=== Listed records ===
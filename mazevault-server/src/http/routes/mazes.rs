//! Maze record endpoints: fetch, list, delete

use std::sync::Arc;

use axum::{
    extract::{Path, Query, State},
    routing::get,
    Json, Router,
};
use serde::Serialize;
use serde_json::Value as JsonValue;

use crate::db::{MazeRecord, MazeRepo, MazeSummary};
use crate::http::error::ApiError;
use crate::http::server::AppState;
use crate::models::{MazeId, Paginated, Pagination, PaginationParams};

/// Full maze record response, body included
#[derive(Serialize)]
pub struct MazeResponse {
    pub id: String,
    pub height: i64,
    pub width: i64,
    pub seed: i64,
    pub challenge_level: i64,
    pub created_at: String,
    pub body: JsonValue,
}

impl From<MazeRecord> for MazeResponse {
    fn from(r: MazeRecord) -> Self {
        Self {
            id: r.id,
            height: r.height,
            width: r.width,
            seed: r.seed,
            challenge_level: r.challenge_level,
            created_at: r.created_at.to_rfc3339(),
            body: r.body,
        }
    }
}

/// Summary response for listings (no body)
#[derive(Serialize)]
pub struct MazeSummaryResponse {
    pub id: String,
    pub height: i64,
    pub width: i64,
    pub seed: i64,
    pub challenge_level: i64,
    pub created_at: String,
}

impl From<MazeSummary> for MazeSummaryResponse {
    fn from(s: MazeSummary) -> Self {
        Self {
            id: s.id,
            height: s.height,
            width: s.width,
            seed: s.seed,
            challenge_level: s.challenge_level,
            created_at: s.created_at.to_rfc3339(),
        }
    }
}

/// Delete outcome
#[derive(Serialize)]
pub struct DeleteResponse {
    pub id: String,
    /// Number of rows removed; more than one when duplicates existed
    pub deleted: u64,
}

/// GET /get/{maze_id} - first record matching the id
async fn get_maze(
    State(state): State<Arc<AppState>>,
    Path(maze_id): Path<String>,
) -> Result<Json<MazeResponse>, ApiError> {
    let id = MazeId::parse(&maze_id)?;
    let record = MazeRepo::new(&state.pool)
        .first(id.as_str())
        .await?
        .ok_or_else(|| ApiError::NotFound {
            resource: "maze",
            id: id.as_str().to_owned(),
        })?;

    Ok(Json(MazeResponse::from(record)))
}

/// GET /list - paginated record summaries
async fn list_mazes(
    State(state): State<Arc<AppState>>,
    Query(params): Query<PaginationParams>,
) -> Result<Json<Paginated<MazeSummaryResponse>>, ApiError> {
    let page = Pagination::from(params);
    let result = MazeRepo::new(&state.pool).list(page).await?;

    Ok(Json(Paginated {
        items: result
            .items
            .into_iter()
            .map(MazeSummaryResponse::from)
            .collect(),
        total: result.total,
        page: result.page,
        per_page: result.per_page,
    }))
}

/// GET|DELETE /delete/{maze_id}/{password}
///
/// Password is checked before existence, so a bad password on a missing
/// maze is a 401, not a 404. Removes every row for the id.
async fn delete_maze(
    State(state): State<Arc<AppState>>,
    Path((maze_id, password)): Path<(String, String)>,
) -> Result<Json<DeleteResponse>, ApiError> {
    if password != state.delete_password {
        return Err(ApiError::Unauthorized);
    }

    let id = MazeId::parse(&maze_id)?;
    let deleted = MazeRepo::new(&state.pool).delete(id.as_str()).await?;
    if deleted == 0 {
        return Err(ApiError::NotFound {
            resource: "maze",
            id: id.as_str().to_owned(),
        });
    }

    Ok(Json(DeleteResponse {
        id: id.as_str().to_owned(),
        deleted,
    }))
}

/// Maze record routes
pub fn router() -> Router<Arc<AppState>> {
    Router::new()
        .route("/get/{maze_id}", get(get_maze))
        .route("/list", get(list_mazes))
        // GET kept alongside DELETE so the endpoint works from a browser
        .route(
            "/delete/{maze_id}/{password}",
            get(delete_maze).delete(delete_maze),
        )
}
===
Task goal
Please find the lines in the data that contain the word "body" and copy them.

Response
/// Full maze record response, body included
    pub body: JsonValue,
            body: r.body,
/// Summary response for listings (no body)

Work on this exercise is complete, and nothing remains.